## Stored items

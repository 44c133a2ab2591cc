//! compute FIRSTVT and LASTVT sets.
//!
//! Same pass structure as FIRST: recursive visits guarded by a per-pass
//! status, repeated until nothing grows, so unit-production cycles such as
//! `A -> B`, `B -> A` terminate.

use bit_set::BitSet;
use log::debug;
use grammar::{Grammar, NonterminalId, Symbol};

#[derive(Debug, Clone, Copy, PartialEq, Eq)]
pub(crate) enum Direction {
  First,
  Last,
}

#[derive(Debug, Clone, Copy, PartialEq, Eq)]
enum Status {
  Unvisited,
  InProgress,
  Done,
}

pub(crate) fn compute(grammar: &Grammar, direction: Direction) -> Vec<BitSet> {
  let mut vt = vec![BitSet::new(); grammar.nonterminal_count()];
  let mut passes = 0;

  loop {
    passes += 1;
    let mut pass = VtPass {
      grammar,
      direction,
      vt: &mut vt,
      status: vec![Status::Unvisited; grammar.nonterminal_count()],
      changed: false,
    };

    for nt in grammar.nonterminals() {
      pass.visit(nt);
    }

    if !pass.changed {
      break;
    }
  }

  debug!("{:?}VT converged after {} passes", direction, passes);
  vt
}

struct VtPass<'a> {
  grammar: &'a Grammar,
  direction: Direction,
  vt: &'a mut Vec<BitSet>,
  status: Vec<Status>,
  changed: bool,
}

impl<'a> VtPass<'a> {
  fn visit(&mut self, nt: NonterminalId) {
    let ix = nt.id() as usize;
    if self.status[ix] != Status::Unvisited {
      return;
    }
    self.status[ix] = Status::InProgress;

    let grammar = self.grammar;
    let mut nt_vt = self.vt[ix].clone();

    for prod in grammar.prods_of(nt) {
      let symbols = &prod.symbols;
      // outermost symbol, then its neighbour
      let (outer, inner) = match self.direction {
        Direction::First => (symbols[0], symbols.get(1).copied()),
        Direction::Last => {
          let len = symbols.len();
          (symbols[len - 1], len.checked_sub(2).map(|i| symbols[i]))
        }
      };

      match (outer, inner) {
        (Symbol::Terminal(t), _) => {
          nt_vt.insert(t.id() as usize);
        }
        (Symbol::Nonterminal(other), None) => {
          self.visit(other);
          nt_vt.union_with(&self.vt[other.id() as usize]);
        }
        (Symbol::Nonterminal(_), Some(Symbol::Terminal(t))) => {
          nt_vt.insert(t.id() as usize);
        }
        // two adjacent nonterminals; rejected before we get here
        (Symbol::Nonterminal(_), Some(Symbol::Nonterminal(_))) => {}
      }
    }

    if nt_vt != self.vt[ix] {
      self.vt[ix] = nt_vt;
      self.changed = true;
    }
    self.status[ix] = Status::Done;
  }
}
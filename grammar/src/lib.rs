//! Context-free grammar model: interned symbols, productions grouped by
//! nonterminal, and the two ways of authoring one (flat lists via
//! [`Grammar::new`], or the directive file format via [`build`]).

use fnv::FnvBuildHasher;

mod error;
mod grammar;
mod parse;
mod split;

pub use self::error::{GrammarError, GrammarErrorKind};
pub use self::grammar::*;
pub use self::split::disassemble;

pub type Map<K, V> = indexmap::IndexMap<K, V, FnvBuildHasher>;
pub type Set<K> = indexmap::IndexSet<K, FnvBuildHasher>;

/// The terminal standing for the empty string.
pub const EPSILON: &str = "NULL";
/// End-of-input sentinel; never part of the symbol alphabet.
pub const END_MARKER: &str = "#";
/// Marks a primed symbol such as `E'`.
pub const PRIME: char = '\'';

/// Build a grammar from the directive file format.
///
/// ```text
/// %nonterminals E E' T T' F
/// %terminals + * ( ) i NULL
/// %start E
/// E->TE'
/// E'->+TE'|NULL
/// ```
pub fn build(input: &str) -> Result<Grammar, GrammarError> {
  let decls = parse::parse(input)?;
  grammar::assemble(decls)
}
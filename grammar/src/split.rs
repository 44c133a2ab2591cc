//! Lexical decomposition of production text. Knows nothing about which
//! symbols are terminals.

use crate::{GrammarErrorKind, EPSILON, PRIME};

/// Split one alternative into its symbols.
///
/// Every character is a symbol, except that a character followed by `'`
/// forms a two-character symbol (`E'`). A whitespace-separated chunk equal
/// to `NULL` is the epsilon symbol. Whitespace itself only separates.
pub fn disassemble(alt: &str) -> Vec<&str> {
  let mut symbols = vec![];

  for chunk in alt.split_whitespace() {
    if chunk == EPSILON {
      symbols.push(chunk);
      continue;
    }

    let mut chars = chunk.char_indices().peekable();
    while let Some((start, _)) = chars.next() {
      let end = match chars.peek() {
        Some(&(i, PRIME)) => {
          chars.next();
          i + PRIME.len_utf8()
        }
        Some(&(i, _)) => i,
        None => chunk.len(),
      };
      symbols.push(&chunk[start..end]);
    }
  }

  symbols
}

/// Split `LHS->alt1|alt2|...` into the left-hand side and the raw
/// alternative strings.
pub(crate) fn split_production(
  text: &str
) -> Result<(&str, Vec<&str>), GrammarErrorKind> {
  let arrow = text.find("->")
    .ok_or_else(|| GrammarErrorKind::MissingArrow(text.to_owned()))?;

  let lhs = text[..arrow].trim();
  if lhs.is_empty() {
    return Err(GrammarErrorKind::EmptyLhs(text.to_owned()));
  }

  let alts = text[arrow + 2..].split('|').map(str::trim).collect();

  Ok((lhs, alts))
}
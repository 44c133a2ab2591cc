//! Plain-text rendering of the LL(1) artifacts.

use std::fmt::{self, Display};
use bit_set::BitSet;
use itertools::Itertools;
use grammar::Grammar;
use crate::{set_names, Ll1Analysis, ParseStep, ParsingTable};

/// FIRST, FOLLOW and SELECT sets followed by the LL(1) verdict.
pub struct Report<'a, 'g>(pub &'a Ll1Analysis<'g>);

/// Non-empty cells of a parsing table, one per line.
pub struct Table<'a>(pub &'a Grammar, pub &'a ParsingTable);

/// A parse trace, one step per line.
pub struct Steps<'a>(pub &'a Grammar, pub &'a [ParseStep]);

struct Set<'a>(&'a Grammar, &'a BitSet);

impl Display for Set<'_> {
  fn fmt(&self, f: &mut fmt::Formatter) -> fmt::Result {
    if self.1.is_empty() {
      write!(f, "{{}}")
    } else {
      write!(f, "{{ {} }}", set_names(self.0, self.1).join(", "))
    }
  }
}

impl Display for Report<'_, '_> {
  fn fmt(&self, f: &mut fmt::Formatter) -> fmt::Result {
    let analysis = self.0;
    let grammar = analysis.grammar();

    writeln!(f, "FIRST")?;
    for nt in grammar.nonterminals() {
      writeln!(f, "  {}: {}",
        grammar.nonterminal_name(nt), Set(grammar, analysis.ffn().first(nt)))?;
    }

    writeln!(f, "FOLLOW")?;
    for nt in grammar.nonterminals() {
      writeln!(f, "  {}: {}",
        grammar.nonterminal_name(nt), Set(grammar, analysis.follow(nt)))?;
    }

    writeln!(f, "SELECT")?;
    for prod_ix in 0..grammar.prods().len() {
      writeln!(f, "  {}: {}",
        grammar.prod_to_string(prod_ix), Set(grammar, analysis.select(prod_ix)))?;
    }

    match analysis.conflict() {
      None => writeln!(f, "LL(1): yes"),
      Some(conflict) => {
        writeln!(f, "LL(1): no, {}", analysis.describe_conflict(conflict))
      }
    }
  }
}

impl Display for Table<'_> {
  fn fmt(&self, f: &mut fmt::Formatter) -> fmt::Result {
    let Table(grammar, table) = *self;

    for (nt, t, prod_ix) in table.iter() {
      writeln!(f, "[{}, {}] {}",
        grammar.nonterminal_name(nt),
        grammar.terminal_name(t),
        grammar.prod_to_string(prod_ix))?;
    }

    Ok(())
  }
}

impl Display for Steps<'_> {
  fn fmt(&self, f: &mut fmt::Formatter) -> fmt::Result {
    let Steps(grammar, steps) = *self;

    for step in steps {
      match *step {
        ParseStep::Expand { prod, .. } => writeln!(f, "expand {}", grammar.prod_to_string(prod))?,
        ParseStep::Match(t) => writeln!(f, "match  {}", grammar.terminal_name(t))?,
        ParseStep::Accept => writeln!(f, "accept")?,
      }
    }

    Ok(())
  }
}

## YOUR INSTRUCTIONS
Check each line above for the string "match", then copy the ones that have it.

## SOLUTION FOR THIS TASK
      let (outer, inner) = match self.direction {
      match (outer, inner) {
      let end = match chars.peek() {
    match analysis.conflict() {
      match *step {
        ParseStep::Match(t) => writeln!(f, "match  {}", grammar.terminal_name(t))?,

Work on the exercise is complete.